My Secret Life

by SoCalOvid

Caution: This Humor Story contains strong sexual content, including Ma/Fa, Humor, .

Desc: Humor Story: An aspiring writer of erotic stories makes a simple mistake with unexpected consequences. A humorous story that has been posted on another site, which I forgot to post here. A fun read - especially if you've ever WRITTEN an erotic story yourself!

This story is a work of fiction. Names, characters, places, sexual peccadilloes, or other prurient incidences are entirely the fault of the author's slightly twisted imagination. Any resemblance to actual events, locales, or persons, living or dead, celibate or oversexed, is entirely coincidental.

I remember the day like it was yesterday. It was a complete disaster, as in a royal F-U-C-K-UP catastrophe. You've heard of a 'life changing' event. Well, this was one. And it all started with a simple mistake, I just hit the wrong damn key on my computer, and the whole chain reaction was inevitable!

Now, I must remember my manners, it isn't good to just ramble on like this to a stranger without even introducing yourself.
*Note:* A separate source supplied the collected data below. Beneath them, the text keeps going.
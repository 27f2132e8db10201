//! PostgreSQL persistence adapters using Diesel ORM.
//!
//! This module provides the concrete implementation of the feedback
//! repository port backed by PostgreSQL via the Diesel ORM with async
//! support through `diesel-async` and `bb8` connection pooling.
//!
//! # Architecture
//!
//! - **Thin adapters**: the repository only translates between Diesel models
//!   and domain types. No business logic resides here.
//! - **Internal models**: Diesel row structs (`models.rs`) and schema
//!   definitions (`schema.rs`) are implementation details, never exposed to
//!   the domain layer.
//! - **Strongly typed errors**: every database failure is mapped to a
//!   repository error carrying a client-safe message; raw database text
//!   only ever reaches the logs.

mod diesel_feedback_repository;
mod models;
mod pool;
mod schema;

pub use diesel_feedback_repository::DieselFeedbackRepository;
pub use pool::{DbPool, PoolConfig, PoolError};

use diesel::Connection;
use diesel_migrations::{EmbeddedMigrations, MigrationHarness, embed_migrations};

/// Migrations bundled into the binary at compile time.
pub const MIGRATIONS: EmbeddedMigrations = embed_migrations!("migrations");

/// Errors raised while applying pending migrations at startup.
#[derive(Debug, thiserror::Error)]
pub enum MigrationError {
    /// Could not open a connection to run migrations against.
    #[error("failed to connect for migrations: {message}")]
    Connection { message: String },
    /// A migration failed to apply.
    #[error("failed to apply migrations: {message}")]
    Execution { message: String },
}

/// Apply all pending migrations on a blocking connection.
///
/// Runs before the async pool is constructed so the server never accepts
/// traffic against an out-of-date schema.
pub fn run_pending_migrations(database_url: &str) -> Result<(), MigrationError> {
    let mut conn =
        diesel::PgConnection::establish(database_url).map_err(|err| MigrationError::Connection {
            message: err.to_string(),
        })?;
    conn.run_pending_migrations(MIGRATIONS)
        .map_err(|err| MigrationError::Execution {
            message: err.to_string(),
        })?;
    Ok(())
}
My name is Janice Johnston, I'm thirty-something (its not polite to ask a lady questions about some things, ) and I live in Dallas. I've always lived in Texas, but I spent some time in San Antonio, and some of my life, during college, in Austin.

I've never been married, but not because I was against marriage, or men or anything — I just never met 'Mr. Right'. I think that I am a reasonably attractive woman. I'm a brunette, with light brown eyes, not too heavy and with curves in all of the right places. I think that I could have been a Dallas Cowboys Cheerleader, if I could dance worth a lick.

But to understand my little contretemps there are two things you need to know. First, ever since I graduated from college all those years ago, I've been in Real Estate here in the Lone Star State; second is my secret life. You see, I write what some people might call 'racy' stories (some, less tolerant folks might call them 'smut' or even 'porno', ) that I put up on the internet. The two factors combined led to my present situation.

Let me explain. Hope you got a minute.

You always hear folk talking about the three most important things in real estate: location, location, location. That's true, if you're talking about owning a piece of real estate. For a salesperson, the most important thing is that when the client decides to buy or sell, its your name that they remember. I think its true in most kinds of sales.

Anyone in sales will tell you stories about how some close friend or relative, who knows that you are in the business, is suddenly approached one day by a total stranger, who knocks on their door at the moment the idea of selling their home strikes them. So do they call you? Their friend of twenty-years, the person who has swapped recipes with them, baby sat their kids? No! They end up listing the home with some agent literally off the street!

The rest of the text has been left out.